Connection. You know, my kids ask—all of the time. “Why?” “Who?” “Where?”

Unlike my father, I have nothing to share with my kids because I don’t have the information they seek. I wish I did, because I know, in a very small way, how they yearn to reestablish at least some of what was lost to them. I wish I could be the balm to soothe their grief. I can’t because I can’t; and that is a difficult position to be in as a parent. I share what I do know, aware that it isn’t enough, that it never can be. I wish I could reconnect them, but I can’t and not because I choose not to. So, I help my kids process and grieve their rejection and losses as a mother who loves-them-to-infinity-and-beyond-and-back-a-gazillion-times-a-trillion-and-more, but doesn’t and never can walk in their shoes does.

Love isn’t enough. Connection is needed. Humans are wired to connect, attach. I wish that my father had chosen to share his family history with me, because it was mine too. But as sad as I am it pales in comparison to what I cannot share with my kids—their pasts, which are part of them. What they will never know because their pasts have been severed. They will likely never find those missing pieces.

I have always looked for the lesson and perhaps not knowing that Janie was my great grandmother until well after she died was it. The lesson of knowing and understanding, be it on a significantly smaller scale, what it is to ache, crave those missing parts, so that perhaps I can fully support my kiddos through this ongoing, lifelong process. The ties that bind…


Filed under Adoption Issues, Adoptive Mom's Perspective, Epiphiany, Grief, Loss, Rejection, The International Mom


Man oh man, birthdays…

They should be full of joy. But sometimes, if your child has been adopted, they can be wrought full of buckets of tears and an ache so deep, that you can’t get to the bottom of it.  So you snuggle your child up to you, so close that nothing can fit in between the two of you, and listen, trying to absorb the pain. Then, when your child can control the sobbing, you begin to speak quietly, offering out a few “pebbles.” And then you shut your mouth and listen. Perhaps your child begins to speak or maybe the crying starts all over again until your child falls asleep in your arms, spent.

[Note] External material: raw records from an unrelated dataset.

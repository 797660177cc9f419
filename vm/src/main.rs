// External crates
use std::process::ExitCode;

use clap::Parser;
use tokio_util::sync::CancellationToken;
use tracing::{info, warn};

// Internal imports
use vm_logging::LogSettings;
use vm_provider::error::user_friendly;

// Local modules
mod cli;
mod commands;
mod state;

use cli::Args;
use commands::{execute_command, read_request, workspace_id_of};

#[tokio::main]
async fn main() -> ExitCode {
    let args = Args::parse();

    let mut settings = LogSettings::from_env();
    if args.debug {
        settings.level = "debug".to_string();
    }
    let _log_guard = vm_logging::init_with(settings);

    let request = if args.command.takes_request() {
        match read_request::<serde_json::Value>(args.request.as_deref()) {
            Ok(value) => Some(value),
            Err(e) => {
                eprintln!("{}", user_friendly(args.command.operation(), None, &e));
                return ExitCode::FAILURE;
            }
        }
    } else {
        None
    };
    let workspace = request.as_ref().and_then(workspace_id_of);

    let cancel = CancellationToken::new();
    let on_signal = cancel.clone();
    tokio::spawn(async move {
        if tokio::signal::ctrl_c().await.is_ok() {
            warn!("Interrupted, cancelling the running operation");
            on_signal.cancel();
        }
    });

    match execute_command(&args, request, &cancel).await {
        Ok(response) => {
            info!("{} finished", args.command.operation());
            println!("{}", response);
            ExitCode::SUCCESS
        }
        Err(e) => {
            eprintln!(
                "{}",
                user_friendly(args.command.operation(), workspace.as_deref(), &e)
            );
            ExitCode::FAILURE
        }
    }
}
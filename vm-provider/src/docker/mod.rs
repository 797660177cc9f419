//! Container runtime access.
//!
//! [`ContainerRuntime`] is the seam the provisioner works against;
//! [`DockerCli`] implements it with the `docker` client, pointed either at a
//! local socket or at a remote daemon's socket forwarded over SSH.

pub mod cli;
pub mod command;
pub mod registry;
pub mod runtime;
pub mod spec;

pub use cli::DockerCli;
pub use command::DockerCommand;
pub use registry::{find_registry_for_image, RegistryAuth};
pub use runtime::{ContainerHandle, ContainerRuntime};
pub use spec::{build_container_spec, ContainerSpec};
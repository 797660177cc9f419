//! Docker command builder.
//!
//! Every Docker call goes through [`DockerCommand`] so the daemon endpoint,
//! registry credentials and error wrapping are applied the same way.

use std::ffi::OsString;
use std::path::PathBuf;

use tokio::process::Command;
use tracing::debug;
use vm_core::command_stream::{describe, stream_command, CommandOutput};
use vm_core::error::{Result, VmError};

/// Builder for Docker commands with a fluent interface.
#[derive(Debug, Clone)]
pub struct DockerCommand {
    host: Option<String>,
    config_dir: Option<PathBuf>,
    subcommand: Option<String>,
    args: Vec<OsString>,
}

impl DockerCommand {
    /// `host` is a `-H` endpoint such as `unix:///var/run/docker.sock`.
    pub fn new(host: Option<&str>) -> Self {
        Self {
            host: host.map(str::to_string),
            config_dir: None,
            subcommand: None,
            args: Vec::new(),
        }
    }

    /// Set the Docker subcommand (e.g., "create", "inspect").
    pub fn subcommand<S: Into<String>>(mut self, cmd: S) -> Self {
        self.subcommand = Some(cmd.into());
        self
    }

    pub fn arg<S: Into<OsString>>(mut self, arg: S) -> Self {
        self.args.push(arg.into());
        self
    }

    pub fn args<I, S>(mut self, args: I) -> Self
    where
        I: IntoIterator<Item = S>,
        S: Into<OsString>,
    {
        self.args.extend(args.into_iter().map(Into::into));
        self
    }

    /// Point the client at a different `config.json` directory (registry auth).
    pub fn config_dir(mut self, dir: impl Into<PathBuf>) -> Self {
        self.config_dir = Some(dir.into());
        self
    }

    pub fn build(self) -> Command {
        let mut cmd = Command::new("docker");
        if let Some(dir) = self.config_dir {
            cmd.env("DOCKER_CONFIG", dir);
        }
        if let Some(host) = self.host {
            cmd.arg("-H").arg(host);
        }
        if let Some(subcmd) = self.subcommand {
            cmd.arg(subcmd);
        }
        cmd.args(self.args);
        cmd
    }

    /// Run and return the exit status and output without judging them.
    pub async fn execute_raw(self) -> Result<CommandOutput> {
        let cmd = self.build();
        stream_command(cmd, |line| debug!("docker: {}", line)).await
    }

    /// Run and return trimmed stdout; a non-zero exit is an error.
    pub async fn execute_with_output(self) -> Result<String> {
        let cmd = self.build();
        let full_command = describe(&cmd);
        let output = stream_command(cmd, |line| debug!("docker: {}", line))
            .await
            .map_err(docker_missing)?
            .into_result(&full_command)?;
        Ok(output.stdout.trim().to_string())
    }

    /// Run, handing each output line to `on_line`.
    pub async fn execute_streaming<F>(self, on_line: F) -> Result<()>
    where
        F: FnMut(&str) + Send,
    {
        let cmd = self.build();
        let full_command = describe(&cmd);
        stream_command(cmd, on_line)
            .await
            .map_err(docker_missing)?
            .into_result(&full_command)
            .map(|_| ())
    }
}

fn docker_missing(err: VmError) -> VmError {
    match err {
        VmError::Dependency(_) => VmError::Dependency("Docker CLI not found in PATH".into()),
        other => other,
    }
}

/// True when Docker reported that the named object does not exist.
pub fn is_not_found(stderr: &str) -> bool {
    let lower = stderr.to_lowercase();
    lower.contains("no such container")
        || lower.contains("no such object")
        || lower.contains("no such image")
}
//! Central registry for all operator-facing message templates.
//!
//! - `workspace` - lines written to a workspace's log sink during create/start
//! - `provider` - requirement checks and plugin-level status text
//!
//! ```rust
//! use vm_messages::MESSAGES;
//!
//! let line = MESSAGES.workspace.remote_login_reminder;
//! let name = MESSAGES.provider.req_docker_installed;
//! ```

mod provider;
mod workspace;

pub use provider::{ProviderMessages, PROVIDER_MESSAGES};
pub use workspace::{WorkspaceMessages, WORKSPACE_MESSAGES};

pub struct Messages {
    pub workspace: WorkspaceMessages,
    pub provider: ProviderMessages,
}

pub const MESSAGES: Messages = Messages {
    workspace: WORKSPACE_MESSAGES,
    provider: PROVIDER_MESSAGES,
};
//! Workspace lifecycle lines (create, start, stop, destroy).

pub struct WorkspaceMessages {
    // ============================================================================
    // Create
    // ============================================================================
    pub pulling_image: &'static str,
    pub image_present: &'static str,
    pub reusing_container: &'static str,
    pub ui_visit: &'static str,
    pub default_credentials: &'static str,
    pub remote_login_reminder: &'static str,
    pub configuring_guest: &'static str,
    pub setting_env_vars: &'static str,

    // ============================================================================
    // Start
    // ============================================================================
    pub already_running: &'static str,
    pub agent_started: &'static str,
    pub command_failed: &'static str,

    // ============================================================================
    // Stop / Destroy
    // ============================================================================
    pub stopped: &'static str,
    pub destroyed: &'static str,
    pub not_found: &'static str,
}

pub const WORKSPACE_MESSAGES: WorkspaceMessages = WorkspaceMessages {
    pulling_image: "Pulling image {image}...",
    image_present: "Image {image} already present",
    reusing_container: "Reusing existing container {name}",
    ui_visit: "Visit http://{host}:{port} and Set up MacOS",
    default_credentials: "Set USERNAME \"{user}\" and PASSWORD \"{password}\"",
    remote_login_reminder: "Please turn on Remote Login to continue.....",
    configuring_guest: "Configuring MacOS",
    setting_env_vars: "Setting up environment variables",

    already_running: "Container {name} is already running",
    agent_started: "Daytona agent started",
    command_failed: "failed to execute command {command}: {error}",

    stopped: "Container {name} stopped",
    destroyed: "Container {name} removed",
    not_found: "Container {name} not found, nothing to do",
};
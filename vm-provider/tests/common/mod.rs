//! Recording fakes for the runtime, session and port seams.
#![allow(dead_code)]

use std::collections::HashMap;
use std::path::{Path, PathBuf};
use std::sync::{Arc, Mutex};

use async_trait::async_trait;
use tokio_util::sync::CancellationToken;
use vm_config::{InitializeProviderRequest, ProviderConfig, ProviderTuning};
use vm_core::error::{Result, VmError};
use vm_ports::PortProbe;
use vm_provider::connector::RuntimeConnector;
use vm_provider::docker::{ContainerHandle, ContainerRuntime, ContainerSpec, RegistryAuth};
use vm_provider::log_sink::WorkspaceLog;
use vm_provider::session::{RemoteSession, SessionOpener, SessionTarget};
use vm_provider::target::TargetConnectionOptions;
use vm_provider::workspace::{TargetConfig, TargetDescriptor, WorkspaceDescriptor, WorkspaceRequest};
use vm_provider::GuestVmProvider;

pub const LOCAL_OPTIONS: &str = r#"{"Sock Path": "/var/run/docker.sock"}"#;
pub const REMOTE_OPTIONS: &str =
    r#"{"Remote Hostname": "mac.lan", "Remote User": "ops", "Remote Password": "pw"}"#;

#[derive(Debug, Default)]
pub struct RuntimeState {
    pub calls: Vec<String>,
    pub image_present: bool,
    pub exists: bool,
    pub running: bool,
    /// Inspects after a start that still report "not running".
    pub polls_before_running: usize,
    pending_polls: usize,
    pub never_runs: bool,
    pub created: Vec<(String, ContainerSpec)>,
    pub pulled_with: Vec<Option<RegistryAuth>>,
    /// Connection releases, counted apart from `calls`.
    pub closes: usize,
}

#[derive(Debug, Clone, Default)]
pub struct FakeRuntime {
    pub state: Arc<Mutex<RuntimeState>>,
}

impl FakeRuntime {
    pub fn new() -> Self {
        Self::default()
    }

    pub fn with_container(running: bool) -> Self {
        let runtime = Self::new();
        {
            let mut state = runtime.state.lock().unwrap();
            state.image_present = true;
            state.exists = true;
            state.running = running;
        }
        runtime
    }

    pub fn calls(&self) -> Vec<String> {
        self.state.lock().unwrap().calls.clone()
    }

    pub fn calls_named(&self, name: &str) -> usize {
        self.calls().iter().filter(|c| c.as_str() == name).count()
    }

    pub fn created(&self) -> Vec<(String, ContainerSpec)> {
        self.state.lock().unwrap().created.clone()
    }

    pub fn closes(&self) -> usize {
        self.state.lock().unwrap().closes
    }
}

#[async_trait]
impl ContainerRuntime for FakeRuntime {
    async fn ping(&self) -> Result<()> {
        self.state.lock().unwrap().calls.push("ping".into());
        Ok(())
    }

    async fn image_exists(&self, _image: &str) -> Result<bool> {
        let mut state = self.state.lock().unwrap();
        state.calls.push("image_exists".into());
        Ok(state.image_present)
    }

    async fn pull(&self, _image: &str, auth: Option<&RegistryAuth>, log: &WorkspaceLog) -> Result<()> {
        let mut state = self.state.lock().unwrap();
        state.calls.push("pull".into());
        state.pulled_with.push(auth.cloned());
        state.image_present = true;
        log.line("latest: Pulling from dockurr/macos");
        Ok(())
    }

    async fn create(&self, spec: &ContainerSpec, name: &str) -> Result<String> {
        let mut state = self.state.lock().unwrap();
        state.calls.push("create".into());
        state.created.push((name.to_string(), spec.clone()));
        state.exists = true;
        state.running = false;
        Ok("cid-1".into())
    }

    async fn start(&self, _name: &str) -> Result<()> {
        let mut state = self.state.lock().unwrap();
        state.calls.push("start".into());
        if !state.never_runs {
            state.running = true;
            state.pending_polls = state.polls_before_running;
        }
        Ok(())
    }

    async fn inspect(&self, name: &str) -> Result<Option<ContainerHandle>> {
        let mut state = self.state.lock().unwrap();
        state.calls.push("inspect".into());
        if !state.exists {
            return Ok(None);
        }
        let running = state.running && state.pending_polls == 0;
        if state.running && state.pending_polls > 0 {
            state.pending_polls -= 1;
        }
        Ok(Some(ContainerHandle {
            id: "cid-1".into(),
            name: name.to_string(),
            running,
            status: if running { "running" } else { "created" }.into(),
        }))
    }

    async fn stop(&self, _name: &str, _timeout_secs: u32) -> Result<()> {
        let mut state = self.state.lock().unwrap();
        state.calls.push("stop".into());
        state.running = false;
        Ok(())
    }

    async fn remove(&self, _name: &str) -> Result<()> {
        let mut state = self.state.lock().unwrap();
        state.calls.push("remove".into());
        state.exists = false;
        state.running = false;
        Ok(())
    }

    async fn close(&mut self) -> Result<()> {
        self.state.lock().unwrap().closes += 1;
        Ok(())
    }
}

/// Hands out the shared fake runtime for every target.
pub struct FakeConnector {
    pub runtime: FakeRuntime,
}

#[async_trait]
impl RuntimeConnector for FakeConnector {
    async fn connect(
        &self,
        _target: &TargetConnectionOptions,
        _config: &ProviderConfig,
        _cancel: &CancellationToken,
    ) -> Result<Box<dyn ContainerRuntime>> {
        Ok(Box::new(self.runtime.clone()))
    }
}

#[derive(Debug, Default)]
pub struct SessionState {
    pub opened: Vec<SessionTarget>,
    /// The first `failing_opens` opens fail.
    pub failing_opens: usize,
    pub always_fail: bool,
    /// Every open fails as if `sshpass` were not installed.
    pub missing_sshpass: bool,
    pub closes: usize,
    pub commands: Vec<String>,
    /// 1-based index of the command that exits non-zero.
    pub fail_on_command: Option<usize>,
}

#[derive(Debug, Clone, Default)]
pub struct FakeOpener {
    pub state: Arc<Mutex<SessionState>>,
}

impl FakeOpener {
    pub fn new() -> Self {
        Self::default()
    }

    pub fn unreachable() -> Self {
        let opener = Self::new();
        opener.state.lock().unwrap().always_fail = true;
        opener
    }

    pub fn missing_sshpass() -> Self {
        let opener = Self::new();
        opener.state.lock().unwrap().missing_sshpass = true;
        opener
    }

    pub fn failing_command(index: usize) -> Self {
        let opener = Self::new();
        opener.state.lock().unwrap().fail_on_command = Some(index);
        opener
    }

    pub fn commands(&self) -> Vec<String> {
        self.state.lock().unwrap().commands.clone()
    }

    pub fn opens(&self) -> usize {
        self.state.lock().unwrap().opened.len()
    }

    pub fn closes(&self) -> usize {
        self.state.lock().unwrap().closes
    }
}

#[async_trait]
impl SessionOpener for FakeOpener {
    async fn open(&self, target: &SessionTarget) -> Result<Box<dyn RemoteSession>> {
        let mut state = self.state.lock().unwrap();
        state.opened.push(target.clone());
        if state.missing_sshpass {
            return Err(VmError::Dependency(
                "sshpass is required for password authentication".into(),
            ));
        }
        if state.always_fail || state.opened.len() <= state.failing_opens {
            return Err(VmError::Connectivity("connection refused".into()));
        }
        Ok(Box::new(FakeSession {
            state: Arc::clone(&self.state),
        }))
    }
}

pub struct FakeSession {
    state: Arc<Mutex<SessionState>>,
}

#[async_trait]
impl RemoteSession for FakeSession {
    async fn execute(&self, command: &str, log: Option<&WorkspaceLog>) -> Result<()> {
        let mut state = self.state.lock().unwrap();
        state.commands.push(command.to_string());
        if state.fail_on_command == Some(state.commands.len()) {
            return Err(VmError::Command {
                command: command.to_string(),
                status: Some(1),
                stderr: "boom".into(),
            });
        }
        if let Some(log) = log {
            log.line("ok");
        }
        Ok(())
    }

    async fn close(&mut self) -> Result<()> {
        self.state.lock().unwrap().closes += 1;
        Ok(())
    }
}

/// Reports the listed ports busy and hands out a fixed ephemeral port.
pub struct FakeProbe {
    pub occupied: Vec<u16>,
    pub ephemeral: Option<u16>,
}

impl PortProbe for FakeProbe {
    fn is_available(&self, port: u16) -> bool {
        !self.occupied.contains(&port)
    }

    fn ephemeral(&self) -> std::io::Result<u16> {
        self.ephemeral.ok_or_else(|| {
            std::io::Error::new(std::io::ErrorKind::AddrNotAvailable, "no ephemeral ports")
        })
    }
}

pub fn test_config(base: &Path) -> ProviderConfig {
    let request = InitializeProviderRequest {
        base_path: base.display().to_string(),
        workspace_logs_dir: base.join("logs").display().to_string(),
        ..Default::default()
    };
    ProviderConfig::from_request(&request, ProviderTuning::default())
        .unwrap()
        .with_remote_sock_dir(base.join("socks"))
}

pub fn workspace_request(options: &str, env: &[(&str, &str)]) -> WorkspaceRequest {
    WorkspaceRequest {
        workspace: WorkspaceDescriptor {
            id: "ws1".into(),
            name: "demo".into(),
            target_id: "t1".into(),
            env_vars: env
                .iter()
                .map(|(k, v)| (k.to_string(), v.to_string()))
                .collect::<HashMap<_, _>>(),
            target: TargetDescriptor {
                id: "t1".into(),
                name: "local".into(),
                target_config: TargetConfig {
                    name: "local".into(),
                    options: options.to_string(),
                },
            },
            ..Default::default()
        },
        ..Default::default()
    }
}

pub fn provider(base: &Path, runtime: &FakeRuntime, opener: &FakeOpener, probe: FakeProbe) -> GuestVmProvider {
    GuestVmProvider::with_parts(
        Some(test_config(base)),
        Box::new(FakeConnector {
            runtime: runtime.clone(),
        }),
        Box::new(opener.clone()),
        Box::new(probe),
    )
}

pub fn free_ports() -> FakeProbe {
    FakeProbe {
        occupied: Vec::new(),
        ephemeral: Some(45000),
    }
}

pub fn workspace_log_lines(base: &Path) -> Vec<String> {
    let path: PathBuf = base.join("logs").join("ws1.log");
    std::fs::read_to_string(path)
        .map(|s| s.lines().map(str::to_string).collect())
        .unwrap_or_default()
}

And then it’s your turn, to wipe the profuse tears that have soaked your clothing and your child’s hair. To say silent prayers for strength and wisdom and to thank God for this incredible miracle that has become your child. To ask for guidance in helping your child come to terms with the great loss and grief over that loss.

Some years are better than others. This was a tough one, but not as difficult has many that have passed.

I share this tidbit of “education” with you, my friends, who are not adoptive parents and those of you who are; a birthday is one of the key triggers for the child who as been adopted. What does that mean? It means that in order to have a birthday a child was born. And if that child was adopted he or she was born to someone else and perhaps, like in our family, another country and of a different culture. Upon being adopted that child lost those connections. Forever. The event of a birthday is a reminder of those profound losses.

In advocating for any child who has been adopted, I share this with you to help you be aware, in hopes that you will have compassion for him or her on their birthday. While you may not get the response you expect when them wishing them a “Happy Birthday!” please take it in stride and smile, wishing them well.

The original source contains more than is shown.